Your objective —
Every entry, from first to last, is to be retyped without any alteration.

Stored data entries:
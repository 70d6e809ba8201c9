//! Run progress log.
//!
//! Entries go to stderr, keeping stdout free for the CLI's JSON output, and
//! are broadcast to subscribers so an embedding caller (a scheduler, a UI)
//! can follow a run as it happens.

use chrono::{DateTime, Utc};
use once_cell::sync::Lazy;
use serde::{Deserialize, Serialize};
use tokio::sync::broadcast;

/// Entries buffered per subscriber before the slowest one starts lagging.
const CHANNEL_CAPACITY: usize = 256;

#[derive(Debug, Clone, Copy, PartialEq, Eq, Serialize, Deserialize)]
#[serde(rename_all = "lowercase")]
pub enum LogLevel {
    Info,
    Success,
    Warning,
    Error,
}

impl LogLevel {
    fn marker(self) -> &'static str {
        match self {
            Self::Info => "",
            Self::Success => "✓ ",
            Self::Warning => "⚠️  ",
            Self::Error => "❌ ",
        }
    }
}

/// One progress line.
#[derive(Debug, Clone, Serialize, Deserialize)]
#[serde(rename_all = "camelCase")]
pub struct LogEntry {
    pub at: DateTime<Utc>,
    pub level: LogLevel,
    pub message: String,
    /// Nesting depth; per-table lines sit one level under their stage
    #[serde(default)]
    pub depth: u8,
}

impl LogEntry {
    pub fn new(level: LogLevel, message: impl Into<String>) -> Self {
        Self {
            at: Utc::now(),
            level,
            message: message.into(),
            depth: 0,
        }
    }

    pub fn nested(mut self, depth: u8) -> Self {
        self.depth = depth;
        self
    }

    pub fn render(&self) -> String {
        format!(
            "{}{}{}",
            "   ".repeat(self.depth as usize + 1),
            self.level.marker(),
            self.message
        )
    }
}

/// Global run log.
pub static RUN_LOG: Lazy<RunLog> = Lazy::new(RunLog::new);

pub struct RunLog {
    sender: broadcast::Sender<LogEntry>,
}

impl RunLog {
    pub fn new() -> Self {
        let (sender, _) = broadcast::channel(CHANNEL_CAPACITY);
        Self { sender }
    }

    pub fn emit(&self, entry: LogEntry) {
        eprintln!("{}", entry.render());
        // Err only means nobody is listening
        let _ = self.sender.send(entry);
    }

    pub fn subscribe(&self) -> broadcast::Receiver<LogEntry> {
        self.sender.subscribe()
    }
}

impl Default for RunLog {
    fn default() -> Self {
        Self::new()
    }
}

pub fn log_info(msg: impl Into<String>) {
    RUN_LOG.emit(LogEntry::new(LogLevel::Info, msg));
}

pub fn log_success(msg: impl Into<String>) {
    RUN_LOG.emit(LogEntry::new(LogLevel::Success, msg));
}

pub fn log_warning(msg: impl Into<String>) {
    RUN_LOG.emit(LogEntry::new(LogLevel::Warning, msg));
}

pub fn log_error(msg: impl Into<String>) {
    RUN_LOG.emit(LogEntry::new(LogLevel::Error, msg));
}

pub fn log_info_indent(msg: impl Into<String>, depth: u8) {
    RUN_LOG.emit(LogEntry::new(LogLevel::Info, msg).nested(depth));
}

Answer for the task —
repository 70d6e809ba8201c9
//! Run progress log.
//!
//! Entries go to stderr, keeping stdout free for the CLI's JSON output, and
//! are broadcast to subscribers so an embedding caller (a scheduler, a UI)
//! can follow a run as it happens.

use chrono::{DateTime, Utc};
use once_cell::sync::Lazy;
use serde::{Deserialize, Serialize};
use tokio::sync::broadcast;

/// Entries buffered per subscriber before the slowest one starts lagging.
const CHANNEL_CAPACITY: usize = 256;

#[derive(Debug, Clone, Copy, PartialEq, Eq, Serialize, Deserialize)]
#[serde(rename_all = "lowercase")]
pub enum LogLevel {
    Info,
    Success,
    Warning,
    Error,
}

impl LogLevel {
    fn marker(self) -> &'static str {
        match self {
            Self::Info => "",
            Self::Success => "✓ ",
            Self::Warning => "⚠️  ",
            Self::Error => "❌ ",
        }
    }
}

/// One progress line.
#[derive(Debug, Clone, Serialize, Deserialize)]
#[serde(rename_all = "camelCase")]
pub struct LogEntry {
    pub at: DateTime<Utc>,
    pub level: LogLevel,
    pub message: String,
    /// Nesting depth; per-table lines sit one level under their stage
    #[serde(default)]
    pub depth: u8,
}

impl LogEntry {
    pub fn new(level: LogLevel, message: impl Into<String>) -> Self {
        Self {
            at: Utc::now(),
            level,
            message: message.into(),
            depth: 0,
        }
    }

    pub fn nested(mut self, depth: u8) -> Self {
        self.depth = depth;
        self
    }

    pub fn render(&self) -> String {
        format!(
            "{}{}{}",
            "   ".repeat(self.depth as usize + 1),
            self.level.marker(),
            self.message
        )
    }
}

/// Global run log.
pub static RUN_LOG: Lazy<RunLog> = Lazy::new(RunLog::new);

pub struct RunLog {
    sender: broadcast::Sender<LogEntry>,
}

impl RunLog {
    pub fn new() -> Self {
        let (sender, _) = broadcast::channel(CHANNEL_CAPACITY);
        Self { sender }
    }

    pub fn emit(&self, entry: LogEntry) {
        eprintln!("{}", entry.render());
        // Err only means nobody is listening
        let _ = self.sender.send(entry);
    }

    pub fn subscribe(&self) -> broadcast::Receiver<LogEntry> {
        self.sender.subscribe()
    }
}

impl Default for RunLog {
    fn default() -> Self {
        Self::new()
    }
}

pub fn log_info(msg: impl Into<String>) {
    RUN_LOG.emit(LogEntry::new(LogLevel::Info, msg));
}

pub fn log_success(msg: impl Into<String>) {
    RUN_LOG.emit(LogEntry::new(LogLevel::Success, msg));
}

pub fn log_warning(msg: impl Into<String>) {
    RUN_LOG.emit(LogEntry::new(LogLevel::Warning, msg));
}

pub fn log_error(msg: impl Into<String>) {
    RUN_LOG.emit(LogEntry::new(LogLevel::Error, msg));
}

pub fn log_info_indent(msg: impl Into<String>, depth: u8) {
    RUN_LOG.emit(LogEntry::new(LogLevel::Info, msg).nested(depth));
}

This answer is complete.